Best Buy Apologizes for Selling Case of Water at Almost $43 During Hurricane Harvey

By NTD Television
NTD Television
NTD Television
September 1, 2017 Updated: September 1, 2017

Best Buy has apologized after a picture of a case of water selling for almost $43 at one of their locations in storm-ridden Texas went viral.

On Tuesday, Aug. 29, journalist Ken Klippenstein tweeted a photo of a Best Buy about 25 miles northwest of Houston in Cypress, Texas, selling 24-pack cases of Dasani water for $42.96, and 12-pack cases of Smartwater for $29.98.

A 24-pack of Dasani usually costs between $15 and $25, even online, Business Insider reported.

Just four days before the picture was tweeted, the Texas attorney general opened a consumer protection hotline for people to report price gouging, a common form of profiteering during natural disasters. 
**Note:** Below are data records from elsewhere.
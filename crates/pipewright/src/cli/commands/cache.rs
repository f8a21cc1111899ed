//! Cache management command

use std::path::PathBuf;
use std::time::Duration;

use clap::{Args, Subcommand};
use console::style;

use pipewright_core::config::load_config_or_default;
use pipewright_tasks::FileStash;

use crate::cli::{Cli, OutputFormat};
use crate::exit_codes;

/// Stash management
#[derive(Debug, Args)]
pub struct CacheCommand {
    /// Stash directory (default: stash.dir from pipewright.toml)
    #[arg(long, global = true)]
    pub stash_dir: Option<PathBuf>,

    #[command(subcommand)]
    pub action: CacheAction,
}

/// Cache subcommands
#[derive(Debug, Subcommand)]
pub enum CacheAction {
    /// Remove old stash entries
    Prune(CachePruneCommand),
    /// Show stash statistics
    Status(CacheStatusCommand),
    /// Clear all stashed entries
    Clean(CacheCleanCommand),
}

/// Prune old stash entries
#[derive(Debug, Args)]
pub struct CachePruneCommand {
    /// Maximum age in days (default: 7)
    #[arg(long, default_value = "7")]
    pub max_age_days: u64,
}

/// Show stash statistics
#[derive(Debug, Args)]
pub struct CacheStatusCommand;

/// Clear all stashed entries
#[derive(Debug, Args)]
pub struct CacheCleanCommand {
    /// Skip confirmation
    #[arg(short = 'y', long)]
    pub yes: bool,
}

impl CacheCommand {
    pub fn execute(&self, cli: &Cli) -> anyhow::Result<i32> {
        let stash = self.stash()?;
        match &self.action {
            CacheAction::Prune(cmd) => cmd.execute(&stash, cli),
            CacheAction::Status(cmd) => cmd.execute(&stash, cli),
            CacheAction::Clean(cmd) => cmd.execute(&stash, cli),
        }?;
        Ok(exit_codes::SUCCESS)
    }

    fn stash(&self) -> anyhow::Result<FileStash> {
        if let Some(dir) = &self.stash_dir {
            return Ok(FileStash::new(dir));
        }
        let cwd = std::env::current_dir()?;
        let (config, _) = load_config_or_default(&cwd)?;
        Ok(FileStash::new(config.stash.dir))
    }
}

impl CachePruneCommand {
    fn execute(&self, stash: &FileStash, cli: &Cli) -> anyhow::Result<()> {
        let max_age = Duration::from_secs(self.max_age_days * 24 * 60 * 60);

        if !cli.quiet && cli.format == OutputFormat::Text {
            println!(
                "{} Pruning stash entries older than {} days...",
                style("→").blue(),
                self.max_age_days
            );
        }

        let stats = stash.prune(max_age)?;

        if cli.format == OutputFormat::Json {
            let result = serde_json::json!({
                "total": stats.total,
                "removed": stats.removed,
                "kept": stats.kept,
            });
            println!("{}", serde_json::to_string_pretty(&result)?);
        } else if !cli.quiet {
            println!(
                "  {} Removed {} of {} entries ({} kept)",
                style("✓").green(),
                stats.removed,
                stats.total,
                stats.kept
            );
        }

        Ok(())
    }
}

impl CacheStatusCommand {
    fn execute(&self, stash: &FileStash, cli: &Cli) -> anyhow::Result<()> {
        let stats = stash.status()?;

        if cli.format == OutputFormat::Json {
            let result = serde_json::json!({
                "entries": stats.entries,
                "total_size": stats.total_size,
                "total_size_formatted": stats.formatted_size(),
                "stash_dir": stash.dir().display().to_string(),
            });
            println!("{}", serde_json::to_string_pretty(&result)?);
        } else if !cli.quiet {
            println!("{}", style("Stash Status").bold());
            println!();
            println!("  Location: {}", style(stash.dir().display()).cyan());
            println!("  Entries:  {}", stats.entries);
            println!("  Size:     {}", style(stats.formatted_size()).yellow());
        }

        Ok(())
    }
}

impl CacheCleanCommand {
    fn execute(&self, stash: &FileStash, cli: &Cli) -> anyhow::Result<()> {
        if !stash.dir().exists() {
            if !cli.quiet {
                println!("{} Stash directory does not exist.", style("✓").green());
            }
            return Ok(());
        }

        if !self.yes {
            let confirmed = dialoguer::Confirm::new()
                .with_prompt(format!(
                    "Remove all stashed entries at {}?",
                    stash.dir().display()
                ))
                .default(false)
                .interact()?;

            if !confirmed {
                println!("{}", style("Aborted.").yellow());
                return Ok(());
            }
        }

        let stats = stash.clean()?;

        if cli.format == OutputFormat::Json {
            let result = serde_json::json!({
                "removed": stats.entries,
                "freed": stats.total_size,
            });
            println!("{}", serde_json::to_string_pretty(&result)?);
        } else if !cli.quiet {
            println!(
                "{} Removed {} entries ({}) from {}",
                style("✓").green(),
                stats.entries,
                stats.formatted_size(),
                style(stash.dir().display()).cyan()
            );
        }

        Ok(())
    }
}
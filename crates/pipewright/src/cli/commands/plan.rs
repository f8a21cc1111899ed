//! Plan command: show the waves a run would execute

use std::sync::Arc;

use clap::Args;

use pipewright_pipelines::{tool_version, LocalRunner, PipelineRegistry};
use pipewright_tasks::TracingProgress;

use super::run::PipelineArgs;
use crate::cli::output;
use crate::cli::{Cli, OutputFormat};
use crate::exit_codes;

/// Show the execution plan
#[derive(Debug, Args)]
pub struct PlanCommand {
    #[command(flatten)]
    pub target: PipelineArgs,
}

impl PlanCommand {
    pub fn execute(&self, cli: &Cli) -> anyhow::Result<i32> {
        print_plan(&self.target, cli)
    }
}

/// Build the schedule for `target` and print its waves.
///
/// Building the schedule runs the pipeline's bootstrap tasks.
pub fn print_plan(target: &PipelineArgs, cli: &Cli) -> anyhow::Result<i32> {
    let (run, _) = target.local_run()?;
    let runner = LocalRunner::new(
        PipelineRegistry::with_builtins(tool_version()),
        Arc::new(TracingProgress),
    );

    let runtime = tokio::runtime::Runtime::new()?;
    let schedule = match runtime.block_on(runner.plan(&run)) {
        Ok(schedule) => schedule,
        Err(e) if e.is_fatal_setup() => {
            output::error(&e.to_string());
            return Ok(exit_codes::CONFIG_ERROR);
        }
        Err(e) => return Err(e.into()),
    };

    let dependencies = schedule.dependencies();
    if cli.format == OutputFormat::Json {
        let waves: Vec<Vec<String>> = dependencies
            .waves()?
            .into_iter()
            .map(|wave| wave.iter().map(|t| t.to_string()).collect())
            .collect();
        let plan = serde_json::json!({
            "tasks": dependencies.len(),
            "waves": waves,
        });
        println!("{}", serde_json::to_string_pretty(&plan)?);
    } else {
        println!("{}", output::header("Execution plan"));
        println!("{}", output::key_value("Tasks", &dependencies.len().to_string()));
        println!();
        print!("{}", dependencies.execution_plan()?);
    }

    Ok(exit_codes::SUCCESS)
}
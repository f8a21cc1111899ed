//! Configure command: serialize the project configuration

use std::path::PathBuf;

use anyhow::Context;
use clap::Args;
use tracing::info;

use pipewright_core::config::load_config_or_default;
use pipewright_pipelines::tool_version;

use crate::cli::output;
use crate::cli::{Cli, OutputFormat};
use crate::exit_codes;

/// Write the configuration a pipeline run consumes
#[derive(Debug, Args)]
pub struct ConfigureCommand {
    /// Output file
    #[arg(short, long)]
    pub output: PathBuf,
}

impl ConfigureCommand {
    pub fn execute(&self, cli: &Cli) -> anyhow::Result<i32> {
        let cwd = std::env::current_dir()?;
        let (config, source) = load_config_or_default(&cwd)?;
        info!(source = ?source, output = %self.output.display(), "executing configure command");

        let configuration = config.to_configuration(&tool_version())?;
        configuration
            .save(&self.output)
            .with_context(|| format!("Failed to write {}", self.output.display()))?;
        let header = configuration.header()?;

        if cli.format == OutputFormat::Json {
            let result = serde_json::json!({
                "output": self.output.display().to_string(),
                "pipeline_id": header.pipeline_id,
                "version": header.version.to_string(),
                "bytes": configuration.as_bytes().len(),
            });
            println!("{}", serde_json::to_string_pretty(&result)?);
        } else if !cli.quiet {
            output::success(&format!(
                "Wrote configuration to {}",
                output::path_style().apply_to(self.output.display())
            ));
            println!("{}", output::key_value("Pipeline", &header.pipeline_id));
            println!("{}", output::key_value("Version", &header.version.to_string()));
            if source.is_none() {
                output::warning("No pipewright.toml found, used defaults");
            }
        }

        Ok(exit_codes::SUCCESS)
    }
}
“During declared disasters, state law prohibits businesses from charging exorbitant prices for necessities such as gas, food, drinking water, clothing, and lodging,” Attorney General Ken Paxton said in a statement. “Texans affected by Hurricane Harvey should take steps to protect themselves and report any alleged price gouging or scam contractors.”

Texas Attorney General Ken Paxton. (TX Attorney General/Flickr II CC BY-ND 2.0)
Texas Attorney General Ken Paxton. (Texas Attorney General/Flickr ll/CC BY-ND 2.0)

A representative for the Attorney General’s Office told USA Today that as of Wednesday morning, they had received at least 684 calls about inflated prices.

If convicted of price gouging, a person or company could face a fine of $20,000, or up to $250,000 if the victim is at least 65 years old, USA Today reports.

After the photo went viral, the tech retailer said it deeply regretted what happened and that it was an honest mistake made by an employee who priced the case incorrectly.

Because the store doesn’t normally sell cases of water, it said, there was no price in the system for the employee to refer to. Whoever priced it took the price of an individual bottle of water and multiplied it by the number of bottles in the case, “arriving at a number that is far, far higher than normal,” the company said in a statement.

It said the mistake was made only in that one store and that it was sorry if it gave anyone “even the momentary impression that we were trying to take advantage of the situation.”

“We regret that this happened,” the Aug. 30 statement reads. “We feel especially bad given that thousands of our friends and colleagues are affected by the hurricane.”